Knowing how hard it would be for me to live with my father's passing, I set out six months before his death to build - perhaps for the first time in our lives - a real relationship with him. Orphaned even before he’d entered his adolescence, my father just did not know how to father me, nor indeed perhaps how to have a deep relationship with anyone.

But I sensed the craving in him for connection, and his approaching death was all too clearly advancing on us. His communication was limited after a stroke many years before, but with time and patience, and perhaps also with compassion and love, it was possible to communicate ideas and evoke memories and opinions of times gone by from him.

Much of what we did together was not at the level of verbal communication; it was a silent connection, the one that father and son feel for each other when they simply sit in the same space and by some magical process tune into each other.

Maybe you know those sacred moments from your own boyhood, sharing time with your father in an activity where you felt the joy of sharing that connection.

Sure, it's not quite the same when your father's 88 and you’re 52, but for the little boy in all of us, I believe, time stands still in these things - our sense of connection with father goes beyond age.

We looked back together on the family history, the old photo albums, and so I came to understand more of what made us who we were, and I found myself more understanding of him. Perhaps, for the first time, I found out who he really was.

My anger at his absence during my boyhood and adolescence seemed much less important than the grief at the loss of what he might have given me, but by sharing time in this way, the edges, the rough edges of my grief, were smoothed.

He spent his life designing and building stained-glass windows, and one of the most rewarding things we were able to do together was to go around and look at these windows which he had conceived, designed, built, and installed in sacred spaces around the town (and far beyond, although we weren't able to travel to see these, but they form a memorial which lives on after him).

And then the call came: “Your father is in hospital, he’s had another stroke.”

I travelled up, arriving the next day, went straight to the hospital, where his first words in the moments of clarity and lucidity between the confusion and hallucination were: “I thought I'd never see you again.”

In one brief instant the intensity of the look between us, perhaps the most intense moment of my life, was like the exchange of a lifetime's relationship between father and son, touching a level of understanding that went far beyond any words, and forming an acknowledgement that this was the last time we would see each other for who we were.

He knew, I have no doubt, that he was going to die, and the intensity of that moment somehow completed the circle of birth and death. It took him three weeks to die, and each day there was less of him present; he took his death with such grace, such calmness, such easy acceptance…..

At least that's how I saw it. To this day I believe his spirit began to leave his body the moment he said goodbye to me, and the passing of his body meant nothing.

And how precious was the relationship I built with him before he died, putting aside my anger, putting aside the consequences of all the unfulfilled commitments that a father implicitly makes to his son just by the act of creating a child; how important to see the man for who he was with an open heart, and, if not to celebrate his death, at least to watch his passing with a sense of release and relief - for both him and me.

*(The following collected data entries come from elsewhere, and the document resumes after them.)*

pub(super) fn apply(
    record: &RelocationRecord<'_>,
    ctx: &mut RelocationContext<'_, '_>,
    data: &PrivateData,
    location: PatchLocation,
) -> Result<RecordOutcome> {
    let name = record.name();
    match (record.kind(), data) {
        (RecordKind::SymbolFromManager, &PrivateData::Symbol { symbol }) => {
            ctx.store_pointer(location, symbol.raw(), name)?;
            register_symbol_unload(ctx, symbol, location)?;
        }
        (RecordKind::DiscontiguousSymbolFromManager, &PrivateData::Symbol { symbol }) => {
            ctx.store_address_sequence(location, symbol.raw(), record.relo_flags(), name)?;
            register_symbol_unload(ctx, symbol, location)?;
        }
        (RecordKind::ResolvedTrampolines, &PrivateData::Method { method, .. }) => {
            let at = RelocationContext::single_location(location, name)?;
            if !ctx.runtime.reserve_resolved_trampoline(method, at) {
                return Err(record.fail(
                    RelocationErrorCode::TrampolineFailure,
                    format!("no trampoline for call site {at:#x}"),
                ));
            }
        }
        _ => {
            if !validate(record, ctx)? {
                return Err(record.fail(
                    RelocationErrorCode::SymbolValidationFailure,
                    "symbol does not match the compiled code",
                ));
            }
        }
    }
    Ok(RecordOutcome::Applied)
}

fn register_symbol_unload(
    ctx: &mut RelocationContext<'_, '_>,
    symbol: Symbol,
    location: PatchLocation,
) -> Result<()> {
    let class = match symbol {
        Symbol::Class(class) => class,
        Symbol::Method(method) => ctx.runtime.class_of_method(method),
        Symbol::Opaque(_) => return Ok(()),
    };
    if let (true, Some(at)) = (ctx.loaders_differ(class), location.address()) {
        ctx.register(RuntimeAssumption::ClassUnload {
            class: Some(class),
            location: at,
        })?;
    }
    Ok(())
}

/// Binds a resolved class to `id`, stripping array dimensions first.
fn validate_class(
    ctx: &mut RelocationContext<'_, '_>,
    id: u16,
    class: Option<OpaqueClass>,
) -> bool {
    let class = class.map(|class| ctx.runtime.base_component_class(class));
    ctx.svm.validate_symbol(id, class.map(Symbol::Class))
}

/// Binds a resolved class to `id` as is.
fn validate_exact_class(
    ctx: &mut RelocationContext<'_, '_>,
    id: u16,
    class: Option<OpaqueClass>,
) -> bool {
    ctx.svm.validate_symbol(id, class.map(Symbol::Class))
}

fn validate_method(
    ctx: &mut RelocationContext<'_, '_>,
    id: u16,
    method: Option<OpaqueMethod>,
) -> bool {
    ctx.svm.validate_symbol(id, method.map(Symbol::Method))
}

/// Constant pool a beholder class resolves references through.
fn beholder_cp(ctx: &RelocationContext<'_, '_>, beholder_id: u16) -> Result<u64> {
    let beholder = ctx.svm.class(beholder_id)?;
    Ok(ctx.runtime.constant_pool_of_class(beholder))
}
use crate::{
    runtime::{DebugCounter, OpaqueClass, OpaqueMethod, SiteMethod},
    svm::Symbol,
};

/// Values a record computes in its prepare phase and consumes when it is
/// applied at each of its locations.
///
/// Preparation runs once per record; application runs once per offset, so
/// anything that requires a runtime lookup is computed here.
#[derive(Debug, Clone, Default, PartialEq, Eq)]
pub enum PrivateData {
    #[default]
    None,
    /// A resolved address to store.
    Address { address: u64 },
    /// A resolved method and the address to store for it.
    Method { method: OpaqueMethod, address: u64 },
    /// A helper entry point, possibly replaced by a trampoline at apply time.
    Helper { address: u64 },
    /// An inlined-method guard.
    InlinedMethod {
        failed: bool,
        method: Option<OpaqueMethod>,
        /// Class whose extension invalidates the guard (interface and
        /// abstract guards).
        receiver: Option<OpaqueClass>,
        destination: u64,
    },
    ProfiledGuard {
        failed: bool,
        guard_value: u64,
        class: Option<OpaqueClass>,
        need_unload: bool,
    },
    /// A class or method pointer.
    Pointer {
        activated: bool,
        pointer: u64,
        class: Option<OpaqueClass>,
        need_unload: bool,
    },
    InlinedAllocation { code_is_okay: bool },
    MethodTracingCheck { destination: u64 },
    EmitClass { method: SiteMethod, bc_index: i32 },
    DebugCounter { counter: DebugCounter },
    Symbol { symbol: Symbol },
}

And how it eased the grief, oh, how it eased the grief, to have known, if only for a short time, something of what it meant to have a father……

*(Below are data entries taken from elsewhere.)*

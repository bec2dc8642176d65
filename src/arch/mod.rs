//! Relocation targets for the architectures this crate knows how to patch.
//!
//! [`HostTarget`] names the target matching the machine the crate is built
//! for, when that machine is one of them.

mod ppc32;
mod x86_64;

pub use ppc32::*;
pub use x86_64::*;

cfg_if::cfg_if! {
    if #[cfg(target_arch = "x86_64")] {
        pub type HostTarget = X86_64Target;
    } else if #[cfg(all(target_arch = "powerpc", target_endian = "big"))] {
        pub type HostTarget = Ppc32Target;
    }
}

And yes, the process of grieving is a long one. Perhaps it goes on to the end of one's own life, and perhaps it's something that can only be expressed in a safe space with supportive men……such as the space in which we’re closest to our ancestors. The space where we make talismans to honour men initiated by their brothers, for example.

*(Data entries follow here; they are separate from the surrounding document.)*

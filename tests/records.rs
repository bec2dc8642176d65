mod common;

use aot_relo::{
    GroupWriter, Payload, Ppc32Target, RecordFlags, RecordKind, RecordSpec, RelocationErrorCode,
    RelocationOptions, RelocationRecord, RelocationTable, RelocationTarget, TableWriter,
    X86_64Target,
    runtime::{
        ClassQuery, MethodDispatch, MethodQuery, OpaqueClass, OpaqueMethod, RuntimeAssumption,
        SiteMethod, ThunkLookup,
    },
};
use common::*;
use rstest::rstest;

const COMPILED_CP: u64 = 0x7000;

fn outer() -> u64 {
    outermost(&X86_64Target)
}

fn cp_with_index(kind: RecordKind, cp_index: u64) -> RecordSpec {
    spec(
        kind,
        Payload::ConstantPoolWithIndex {
            inlined_site_index: outer(),
            constant_pool: COMPILED_CP,
            cp_index,
        },
    )
    .offset(0x10)
}

fn cp_record(kind: RecordKind) -> RecordSpec {
    spec(
        kind,
        Payload::ConstantPool {
            inlined_site_index: outer(),
            constant_pool: COMPILED_CP,
        },
    )
    .offset(0x10)
}

#[rstest]
fn data_address_adds_the_field_offset(mut runtime: MockRuntime) {
    runtime.static_fields.insert((METHOD_CP, 4), 0x9000);
    let record = spec(
        RecordKind::DataAddress,
        Payload::DataAddress {
            inlined_site_index: outer(),
            constant_pool: COMPILED_CP,
            cp_index: 4,
            offset: 8,
        },
    )
    .offset(0x10);
    let mut body = code_body();
    relocate(X86_64Target, &mut runtime, &mut body, &[record.clone()]).unwrap();
    assert_eq!(read_u64_le(&body, 0x10), 0x9008);

    let mut runtime = MockRuntime::new();
    let err = relocate(X86_64Target, &mut runtime, &mut code_body(), &[record]).unwrap_err();
    assert_eq!(err.code(), RelocationErrorCode::StaticFieldResolutionFailure);
}

#[rstest]
#[case::without_hcr(false)]
#[case::with_hcr(true)]
fn class_object_is_resolved_through_the_constant_pool(#[case] hcr: bool) {
    let class = OpaqueClass(0x8800);
    let mut runtime = MockRuntime::with_options(RelocationOptions::new().hcr_enabled(hcr));
    runtime.add_class(
        ClassQuery::FromCp {
            cp: METHOD_CP,
            cp_index: 3,
        },
        class,
    );
    let mut body = code_body();
    relocate(
        X86_64Target,
        &mut runtime,
        &mut body,
        &[cp_with_index(RecordKind::ClassObject, 3)],
    )
    .unwrap();

    assert_eq!(read_u64_le(&body, 0x10), class.raw());
    let expected = hcr.then_some(RuntimeAssumption::ClassRedefinition {
        value: class.raw(),
        location: NEW_START + 0x10,
        size: 8,
        unresolved: false,
    });
    assert_eq!(runtime.assumptions, expected.into_iter().collect::<Vec<_>>());
}

#[rstest]
fn unresolved_class_object_fails(mut runtime: MockRuntime) {
    let err = relocate(
        X86_64Target,
        &mut runtime,
        &mut code_body(),
        &[cp_with_index(RecordKind::ClassAddress, 3)],
    )
    .unwrap_err();
    assert_eq!(err.code(), RelocationErrorCode::ClassValidationFailure);
    assert_eq!(runtime.stats.unresolved_class, 1);
}

#[rstest]
fn ram_method_constant_names_the_resolved_method(mut runtime: MockRuntime) {
    let method = OpaqueMethod(0x6600);
    runtime.add_method_lookup(
        MethodQuery::FromCp {
            cp: METHOD_CP,
            cp_index: 5,
            dispatch: MethodDispatch::Static,
            caller: None,
        },
        method,
    );
    let mut body = code_body();
    relocate(
        X86_64Target,
        &mut runtime,
        &mut body,
        &[cp_with_index(RecordKind::StaticRamMethodConst, 5)],
    )
    .unwrap();
    assert_eq!(read_u64_le(&body, 0x10), method.raw());

    // The same entry read with virtual dispatch does not resolve.
    let err = relocate(
        X86_64Target,
        &mut runtime,
        &mut body,
        &[cp_with_index(RecordKind::VirtualRamMethodConst, 5)],
    )
    .unwrap_err();
    assert_eq!(err.code(), RelocationErrorCode::MethodResolutionFailure);
}

#[rstest]
fn method_object_keeps_its_offset_into_the_constant_pool(mut runtime: MockRuntime) {
    let mut body = code_body();
    write_u64_le(&mut body, 0x10, COMPILED_CP + 0x40);
    relocate(
        X86_64Target,
        &mut runtime,
        &mut body,
        &[cp_record(RecordKind::MethodObject)],
    )
    .unwrap();
    assert_eq!(read_u64_le(&body, 0x10), METHOD_CP + 0x40);
}

#[rstest]
#[case::found(ThunkLookup::Found(0xDEAD), None)]
#[case::cache_full(ThunkLookup::CacheFull, Some(RelocationErrorCode::CodeCacheFull))]
#[case::missing(ThunkLookup::Missing, Some(RelocationErrorCode::ThunkFailure))]
fn thunks_are_looked_up_by_the_embedded_cp_index(
    mut runtime: MockRuntime,
    #[case] lookup: ThunkLookup,
    #[case] error: Option<RelocationErrorCode>,
) {
    runtime.thunks.insert((METHOD_CP, 9), lookup);
    let mut body = code_body();
    // The cp index follows the constant pool word.
    body[0x18..0x1C].copy_from_slice(&9u32.to_le_bytes());
    let result = relocate(
        X86_64Target,
        &mut runtime,
        &mut body,
        &[cp_record(RecordKind::Thunks)],
    );
    assert_eq!(result.err().map(|err| err.code()), error);
    assert_eq!(read_u64_le(&body, 0x10), METHOD_CP);
}

#[rstest]
fn trampolines_store_the_new_constant_pool(mut runtime: MockRuntime) {
    let mut body = code_body();
    let report = relocate(
        X86_64Target,
        &mut runtime,
        &mut body,
        &[cp_record(RecordKind::Trampolines)],
    )
    .unwrap();
    assert_eq!(report.applied, 1);
    assert_eq!(read_u64_le(&body, 0x10), METHOD_CP);
}

#[rstest]
fn pic_trampolines_respect_the_budget(mut runtime: MockRuntime) {
    runtime.trampoline_budget = 4;
    let pic = spec(
        RecordKind::PicTrampolines,
        Payload::PicTrampolines { num_trampolines: 3 },
    )
    .offset(0x10);
    let err = relocate(
        X86_64Target,
        &mut runtime,
        &mut code_body(),
        &[pic.clone(), pic],
    )
    .unwrap_err();
    assert_eq!(err.code(), RelocationErrorCode::PicTrampolineFailure);
    assert_eq!(runtime.trampoline_budget, 1);
}

#[rstest]
#[case::byte_site(0, 0, u64::MAX, 1)]
#[case::full_word_site(0, 1, u64::MAX, 8)]
#[case::method_site(0x40, 0, METHOD.raw(), 8)]
fn hcr_sites_are_registered(
    #[case] offset: u64,
    #[case] relo_flags: u8,
    #[case] value: u64,
    #[case] size: usize,
) {
    let record = spec(RecordKind::Hcr, Payload::WithOffset { offset })
        .relo_flags(relo_flags)
        .offset(0x10);

    let mut runtime = MockRuntime::new();
    let report = relocate(X86_64Target, &mut runtime, &mut code_body(), &[record.clone()]).unwrap();
    assert_eq!(report.ignored, 1);
    assert!(runtime.assumptions.is_empty());

    let mut runtime = MockRuntime::with_options(RelocationOptions::new().hcr_enabled(true));
    relocate(X86_64Target, &mut runtime, &mut code_body(), &[record]).unwrap();
    assert_eq!(
        runtime.assumptions,
        [RuntimeAssumption::ClassRedefinition {
            value,
            location: NEW_START + 0x10,
            size,
            unresolved: true,
        }]
    );
}

#[rstest]
fn method_enter_check_jumps_only_when_reported(mut runtime: MockRuntime) {
    let record = spec(
        RecordKind::CheckMethodEnter,
        Payload::MethodTracingCheck {
            destination_address: OLD_START + 0x80,
        },
    )
    .offset(0x10);
    let mut body = code_body();
    let report = relocate(X86_64Target, &mut runtime, &mut body, &[record.clone()]).unwrap();
    assert_eq!(report.ignored, 1);
    assert!(body.iter().all(|&b| b == 0));

    runtime.enter_reported = true;
    relocate(X86_64Target, &mut runtime, &mut body, &[record]).unwrap();
    let disp = (0x80 - (0x10 + 5)) as i32;
    assert_eq!(body[0x10], 0xE9);
    assert_eq!(body[0x11..0x15], disp.to_le_bytes());
}

fn debug_counter(name_offset: u64) -> RecordSpec {
    spec(
        RecordKind::DebugCounter,
        Payload::DebugCounter {
            inlined_site_index: outer(),
            bc_index: 3,
            name_offset,
            delta: 0,
            fidelity: 1,
            static_delta: 0,
        },
    )
    .offset(0x10)
}

#[rstest]
fn debug_counters_are_created_when_enabled() {
    let mut runtime = MockRuntime::new();
    runtime.counter_names.insert(0x500, "calls".into());
    let report = relocate(
        X86_64Target,
        &mut runtime,
        &mut code_body(),
        &[debug_counter(0x500)],
    )
    .unwrap();
    assert_eq!(report.ignored, 1);
    assert!(runtime.counters.is_empty());

    let mut runtime = MockRuntime::with_options(RelocationOptions::new().debug_counters(true));
    runtime.counter_names.insert(0x500, "calls".into());
    let mut body = code_body();
    relocate(X86_64Target, &mut runtime, &mut body, &[debug_counter(0x500)]).unwrap();
    assert_eq!(runtime.counters.len(), 1);
    assert_eq!(runtime.counters[0].name, "calls");
    assert_eq!(runtime.counters[0].method, None);
    assert_eq!(read_u64_le(&body, 0x10), 0xC0_0008);

    let err = relocate(X86_64Target, &mut runtime, &mut body, &[debug_counter(0x600)]).unwrap_err();
    assert_eq!(err.code(), RelocationErrorCode::DebugCounterFailure);
}

#[rstest]
fn emit_class_records_the_site_method(mut runtime: MockRuntime) {
    let record = spec(
        RecordKind::EmitClass,
        Payload::EmitClass {
            inlined_site_index: outer(),
            bc_index: 12,
        },
    )
    .offset(0x30);
    relocate(X86_64Target, &mut runtime, &mut code_body(), &[record]).unwrap();
    assert_eq!(
        runtime.class_records,
        [(NEW_START + 0x30, 12, SiteMethod::Method(METHOD))]
    );
}

#[rstest]
#[case::inactive(SiteMethod::Inactive)]
#[case::unloaded(SiteMethod::Unloaded)]
fn unavailable_sites_patch_nothing(mut runtime: MockRuntime, #[case] method: SiteMethod) {
    let site = runtime.add_site(method, None);
    let record = spec(
        RecordKind::ConstantPool,
        Payload::ConstantPool {
            inlined_site_index: site as u64,
            constant_pool: COMPILED_CP,
        },
    )
    .offset(0x10);
    let mut body = code_body();
    write_u64_le(&mut body, 0x10, COMPILED_CP);
    let report = relocate(X86_64Target, &mut runtime, &mut body, &[record]).unwrap();
    assert_eq!(report.ignored, 1);
    assert_eq!(read_u64_le(&body, 0x10), COMPILED_CP);
}

#[rstest]
fn method_addresses_move_with_the_code(mut runtime: MockRuntime) {
    let mut body = code_body();
    write_u64_le(&mut body, 0x10, OLD_START + 0x44);
    let records = [
        spec(RecordKind::AbsoluteMethodAddress, Payload::Empty {}).offset(0x10),
        spec(
            RecordKind::MethodCallAddress,
            Payload::MethodCallAddress {
                method_address: OLD_START + 0x90,
            },
        )
        .eip_relative()
        .offset(0x20),
    ];
    relocate(X86_64Target, &mut runtime, &mut body, &records).unwrap();
    assert_eq!(read_u64_le(&body, 0x10), NEW_START + 0x44);
    assert_eq!(body[0x20..0x24], 0x6Ci32.to_le_bytes());
}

I don't think any son is ever the same after his father has died: a warrior brother told me the story of how he'd had experienced a strange sensation days after his father died - something along the lines of an all-consuming awareness of taking the place of his father, telling his father to move aside, that he was the man at the head of the family now. The words which came to his mind were: “Move aside old man, it’s my place now. Now I can become the man I was meant to be, and stop looking for the things you were never able to give me.”